## Description of the task:
Could you output each line of the data that follows exactly?

[Stored data entries]
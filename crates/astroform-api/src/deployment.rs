//! Deployment endpoints

use crate::client::{ApiClient, nullable, require_id};
use crate::user::SubjectProfile;
use astroform_cloud::{ErrorContext, Operation, ResourceApi, ResourceKind, Result, StatusReport};
use async_trait::async_trait;
use serde::{Deserialize, Serialize};

pub const SCHEDULER_SIZE_SMALL: &str = "SMALL";
pub const SCHEDULER_SIZE_MEDIUM: &str = "MEDIUM";
pub const SCHEDULER_SIZE_LARGE: &str = "LARGE";

pub const DEPLOYMENT_TYPE_DEDICATED: &str = "DEDICATED";
pub const DEPLOYMENT_TYPE_HYBRID: &str = "HYBRID";
pub const DEPLOYMENT_TYPE_STANDARD: &str = "STANDARD";

pub const EXECUTOR_CELERY: &str = "CELERY";
pub const EXECUTOR_KUBERNETES: &str = "KUBERNETES";

/// Deployment handle for one organization
#[derive(Debug, Clone)]
pub struct DeploymentApi {
    client: ApiClient,
}

impl DeploymentApi {
    pub fn new(client: ApiClient) -> Self {
        Self { client }
    }
}

#[async_trait]
impl ResourceApi for DeploymentApi {
    type CreateRequest = DeploymentCreateRequest;
    type UpdateRequest = DeploymentUpdateRequest;
    type Response = DeploymentResponse;

    fn kind(&self) -> ResourceKind {
        ResourceKind::Deployment
    }

    fn organization_id(&self) -> &str {
        self.client.organization_id()
    }

    async fn get(&self, id: &str) -> Result<DeploymentResponse> {
        self.client.get_resource(ResourceKind::Deployment, id).await
    }

    async fn create(&self, request: &DeploymentCreateRequest) -> Result<DeploymentResponse> {
        tracing::info!(
            "Creating deployment {} in workspace {}",
            request.name,
            request.workspace_id
        );
        let deployment: DeploymentResponse = self
            .client
            .create_resource(ResourceKind::Deployment, request)
            .await?;
        require_id(
            &ErrorContext::new(Operation::Create, ResourceKind::Deployment),
            &deployment.id,
        )?;
        Ok(deployment)
    }

    async fn update(
        &self,
        id: &str,
        request: &DeploymentUpdateRequest,
    ) -> Result<DeploymentResponse> {
        tracing::info!("Updating deployment {}", id);
        self.client
            .update_resource(ResourceKind::Deployment, id, request)
            .await
    }

    async fn delete(&self, id: &str) -> Result<()> {
        tracing::info!("Deleting deployment {}", id);
        self.client
            .delete_resource(ResourceKind::Deployment, id)
            .await
    }
}

// ============ API Types ============

#[derive(Debug, Clone, Default, PartialEq, Serialize, Deserialize)]
#[serde(default, rename_all = "camelCase")]
pub struct DeploymentResponse {
    pub airflow_version: String,
    pub cloud_provider: String,
    pub cluster_id: String,
    pub cluster_name: String,
    #[serde(deserialize_with = "nullable")]
    pub contact_emails: Vec<String>,
    pub created_at: String,
    pub created_by: Option<SubjectProfile>,
    pub default_task_pod_cpu: String,
    pub default_task_pod_memory: String,
    pub description: String,
    #[serde(deserialize_with = "nullable")]
    pub environment_variables: Vec<EnvironmentVariableResponse>,
    pub executor: String,
    #[serde(rename = "externalIPs", deserialize_with = "nullable")]
    pub external_ips: Vec<String>,
    pub id: String,
    pub image_repository: String,
    pub image_tag: String,
    pub is_cicd_enforced: bool,
    pub is_dag_deploy_enabled: bool,
    pub is_high_availability: bool,
    pub name: String,
    pub namespace: String,
    pub organization_id: String,
    pub region: String,
    pub resource_quota_cpu: String,
    pub resource_quota_memory: String,
    pub runtime_version: String,
    pub scheduler_au: i64,
    pub scheduler_replicas: i64,
    pub scheduler_size: String,
    pub status: String,
    pub status_reason: Option<String>,
    pub task_pod_node_pool_id: String,
    #[serde(rename = "type")]
    pub deployment_type: String,
    pub updated_at: String,
    pub updated_by: Option<SubjectProfile>,
    pub web_server_url: String,
    #[serde(deserialize_with = "nullable")]
    pub worker_queues: Vec<WorkerQueue>,
    pub workload_identity: String,
    pub workspace_id: String,
    pub workspace_name: String,
}

impl StatusReport for DeploymentResponse {
    fn id(&self) -> &str {
        &self.id
    }

    fn status(&self) -> Option<&str> {
        Some(&self.status)
    }

    fn status_reason(&self) -> Option<&str> {
        self.status_reason.as_deref().filter(|r| !r.is_empty())
    }
}

/// Worker queue, as sent and as returned
#[derive(Debug, Clone, Default, PartialEq, Serialize, Deserialize)]
#[serde(default, rename_all = "camelCase")]
pub struct WorkerQueue {
    #[serde(skip_serializing_if = "String::is_empty")]
    pub astro_machine: String,
    #[serde(skip_serializing_if = "String::is_empty")]
    pub id: String,
    pub is_default: bool,
    pub max_worker_count: i64,
    pub min_worker_count: i64,
    pub name: String,
    #[serde(skip_serializing_if = "String::is_empty")]
    pub node_pool_id: String,
    #[serde(skip_serializing_if = "String::is_empty")]
    pub pod_cpu: String,
    #[serde(skip_serializing_if = "String::is_empty")]
    pub pod_memory: String,
    pub worker_concurrency: i64,
}

/// Secret values come back without a value
#[derive(Debug, Clone, Default, PartialEq, Serialize, Deserialize)]
#[serde(default, rename_all = "camelCase")]
pub struct EnvironmentVariableResponse {
    pub is_secret: bool,
    pub key: String,
    pub updated_at: String,
    pub value: Option<String>,
}

#[derive(Debug, Clone, Default, PartialEq, Serialize, Deserialize)]
#[serde(rename_all = "camelCase")]
pub struct EnvironmentVariableRequest {
    pub is_secret: bool,
    pub key: String,
    pub value: String,
}

#[derive(Debug, Clone, Default, PartialEq, Serialize, Deserialize)]
#[serde(rename_all = "camelCase")]
pub struct DeploymentCreateRequest {
    pub astro_runtime_version: String,
    #[serde(skip_serializing_if = "Option::is_none")]
    pub cloud_provider: Option<String>,
    #[serde(skip_serializing_if = "Option::is_none")]
    pub cluster_id: Option<String>,
    pub contact_emails: Vec<String>,
    pub default_task_pod_cpu: String,
    pub default_task_pod_memory: String,
    pub description: String,
    pub environment_variables: Vec<EnvironmentVariableRequest>,
    pub executor: String,
    pub is_cicd_enforced: bool,
    pub is_dag_deploy_enabled: bool,
    pub is_high_availability: bool,
    pub name: String,
    #[serde(skip_serializing_if = "Option::is_none")]
    pub region: Option<String>,
    pub resource_quota_cpu: String,
    pub resource_quota_memory: String,
    pub scheduler_size: String,
    #[serde(rename = "type")]
    pub deployment_type: String,
    pub worker_queues: Vec<WorkerQueue>,
    pub workspace_id: String,
}

#[derive(Debug, Clone, Default, PartialEq, Serialize, Deserialize)]
#[serde(rename_all = "camelCase")]
pub struct DeploymentUpdateRequest {
    pub contact_emails: Vec<String>,
    pub default_task_pod_cpu: String,
    pub default_task_pod_memory: String,
    pub description: String,
    pub environment_variables: Vec<EnvironmentVariableRequest>,
    pub executor: String,
    pub is_cicd_enforced: bool,
    pub is_dag_deploy_enabled: bool,
    pub is_high_availability: bool,
    pub name: String,
    pub resource_quota_cpu: String,
    pub resource_quota_memory: String,
    pub scheduler_size: String,
    #[serde(rename = "type", skip_serializing_if = "Option::is_none")]
    pub deployment_type: Option<String>,
    pub worker_queues: Vec<WorkerQueue>,
    #[serde(skip_serializing_if = "Option::is_none")]
    pub workload_identity: Option<String>,
    pub workspace_id: String,
}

## Expected output:
filename crates/astroform-api/src/deployment.rs
//! Deployment endpoints

use crate::client::{ApiClient, nullable, require_id};
use crate::user::SubjectProfile;
use astroform_cloud::{ErrorContext, Operation, ResourceApi, ResourceKind, Result, StatusReport};
use async_trait::async_trait;
use serde::{Deserialize, Serialize};

pub const SCHEDULER_SIZE_SMALL: &str = "SMALL";
pub const SCHEDULER_SIZE_MEDIUM: &str = "MEDIUM";
pub const SCHEDULER_SIZE_LARGE: &str = "LARGE";

pub const DEPLOYMENT_TYPE_DEDICATED: &str = "DEDICATED";
pub const DEPLOYMENT_TYPE_HYBRID: &str = "HYBRID";
pub const DEPLOYMENT_TYPE_STANDARD: &str = "STANDARD";

pub const EXECUTOR_CELERY: &str = "CELERY";
pub const EXECUTOR_KUBERNETES: &str = "KUBERNETES";

/// Deployment handle for one organization
#[derive(Debug, Clone)]
pub struct DeploymentApi {
    client: ApiClient,
}

impl DeploymentApi {
    pub fn new(client: ApiClient) -> Self {
        Self { client }
    }
}

#[async_trait]
impl ResourceApi for DeploymentApi {
    type CreateRequest = DeploymentCreateRequest;
    type UpdateRequest = DeploymentUpdateRequest;
    type Response = DeploymentResponse;

    fn kind(&self) -> ResourceKind {
        ResourceKind::Deployment
    }

    fn organization_id(&self) -> &str {
        self.client.organization_id()
    }

    async fn get(&self, id: &str) -> Result<DeploymentResponse> {
        self.client.get_resource(ResourceKind::Deployment, id).await
    }

    async fn create(&self, request: &DeploymentCreateRequest) -> Result<DeploymentResponse> {
        tracing::info!(
            "Creating deployment {} in workspace {}",
            request.name,
            request.workspace_id
        );
        let deployment: DeploymentResponse = self
            .client
            .create_resource(ResourceKind::Deployment, request)
            .await?;
        require_id(
            &ErrorContext::new(Operation::Create, ResourceKind::Deployment),
            &deployment.id,
        )?;
        Ok(deployment)
    }

    async fn update(
        &self,
        id: &str,
        request: &DeploymentUpdateRequest,
    ) -> Result<DeploymentResponse> {
        tracing::info!("Updating deployment {}", id);
        self.client
            .update_resource(ResourceKind::Deployment, id, request)
            .await
    }

    async fn delete(&self, id: &str) -> Result<()> {
        tracing::info!("Deleting deployment {}", id);
        self.client
            .delete_resource(ResourceKind::Deployment, id)
            .await
    }
}

// ============ API Types ============

#[derive(Debug, Clone, Default, PartialEq, Serialize, Deserialize)]
#[serde(default, rename_all = "camelCase")]
pub struct DeploymentResponse {
    pub airflow_version: String,
    pub cloud_provider: String,
    pub cluster_id: String,
    pub cluster_name: String,
    #[serde(deserialize_with = "nullable")]
    pub contact_emails: Vec<String>,
    pub created_at: String,
    pub created_by: Option<SubjectProfile>,
    pub default_task_pod_cpu: String,
    pub default_task_pod_memory: String,
    pub description: String,
    #[serde(deserialize_with = "nullable")]
    pub environment_variables: Vec<EnvironmentVariableResponse>,
    pub executor: String,
    #[serde(rename = "externalIPs", deserialize_with = "nullable")]
    pub external_ips: Vec<String>,
    pub id: String,
    pub image_repository: String,
    pub image_tag: String,
    pub is_cicd_enforced: bool,
    pub is_dag_deploy_enabled: bool,
    pub is_high_availability: bool,
    pub name: String,
    pub namespace: String,
    pub organization_id: String,
    pub region: String,
    pub resource_quota_cpu: String,
    pub resource_quota_memory: String,
    pub runtime_version: String,
    pub scheduler_au: i64,
    pub scheduler_replicas: i64,
    pub scheduler_size: String,
    pub status: String,
    pub status_reason: Option<String>,
    pub task_pod_node_pool_id: String,
    #[serde(rename = "type")]
    pub deployment_type: String,
    pub updated_at: String,
    pub updated_by: Option<SubjectProfile>,
    pub web_server_url: String,
    #[serde(deserialize_with = "nullable")]
    pub worker_queues: Vec<WorkerQueue>,
    pub workload_identity: String,
    pub workspace_id: String,
    pub workspace_name: String,
}

impl StatusReport for DeploymentResponse {
    fn id(&self) -> &str {
        &self.id
    }

    fn status(&self) -> Option<&str> {
        Some(&self.status)
    }

    fn status_reason(&self) -> Option<&str> {
        self.status_reason.as_deref().filter(|r| !r.is_empty())
    }
}

/// Worker queue, as sent and as returned
#[derive(Debug, Clone, Default, PartialEq, Serialize, Deserialize)]
#[serde(default, rename_all = "camelCase")]
pub struct WorkerQueue {
    #[serde(skip_serializing_if = "String::is_empty")]
    pub astro_machine: String,
    #[serde(skip_serializing_if = "String::is_empty")]
    pub id: String,
    pub is_default: bool,
    pub max_worker_count: i64,
    pub min_worker_count: i64,
    pub name: String,
    #[serde(skip_serializing_if = "String::is_empty")]
    pub node_pool_id: String,
    #[serde(skip_serializing_if = "String::is_empty")]
    pub pod_cpu: String,
    #[serde(skip_serializing_if = "String::is_empty")]
    pub pod_memory: String,
    pub worker_concurrency: i64,
}

/// Secret values come back without a value
#[derive(Debug, Clone, Default, PartialEq, Serialize, Deserialize)]
#[serde(default, rename_all = "camelCase")]
pub struct EnvironmentVariableResponse {
    pub is_secret: bool,
    pub key: String,
    pub updated_at: String,
    pub value: Option<String>,
}

#[derive(Debug, Clone, Default, PartialEq, Serialize, Deserialize)]
#[serde(rename_all = "camelCase")]
pub struct EnvironmentVariableRequest {
    pub is_secret: bool,
    pub key: String,
    pub value: String,
}

#[derive(Debug, Clone, Default, PartialEq, Serialize, Deserialize)]
#[serde(rename_all = "camelCase")]
pub struct DeploymentCreateRequest {
    pub astro_runtime_version: String,
    #[serde(skip_serializing_if = "Option::is_none")]
    pub cloud_provider: Option<String>,
    #[serde(skip_serializing_if = "Option::is_none")]
    pub cluster_id: Option<String>,
    pub contact_emails: Vec<String>,
    pub default_task_pod_cpu: String,
    pub default_task_pod_memory: String,
    pub description: String,
    pub environment_variables: Vec<EnvironmentVariableRequest>,
    pub executor: String,
    pub is_cicd_enforced: bool,
    pub is_dag_deploy_enabled: bool,
    pub is_high_availability: bool,
    pub name: String,
    #[serde(skip_serializing_if = "Option::is_none")]
    pub region: Option<String>,
    pub resource_quota_cpu: String,
    pub resource_quota_memory: String,
    pub scheduler_size: String,
    #[serde(rename = "type")]
    pub deployment_type: String,
    pub worker_queues: Vec<WorkerQueue>,
    pub workspace_id: String,
}

#[derive(Debug, Clone, Default, PartialEq, Serialize, Deserialize)]
#[serde(rename_all = "camelCase")]
pub struct DeploymentUpdateRequest {
    pub contact_emails: Vec<String>,
    pub default_task_pod_cpu: String,
    pub default_task_pod_memory: String,
    pub description: String,
    pub environment_variables: Vec<EnvironmentVariableRequest>,
    pub executor: String,
    pub is_cicd_enforced: bool,
    pub is_dag_deploy_enabled: bool,
    pub is_high_availability: bool,
    pub name: String,
    pub resource_quota_cpu: String,
    pub resource_quota_memory: String,
    pub scheduler_size: String,
    #[serde(rename = "type", skip_serializing_if = "Option::is_none")]
    pub deployment_type: Option<String>,
    pub worker_queues: Vec<WorkerQueue>,
    #[serde(skip_serializing_if = "Option::is_none")]
    pub workload_identity: Option<String>,
    pub workspace_id: String,
}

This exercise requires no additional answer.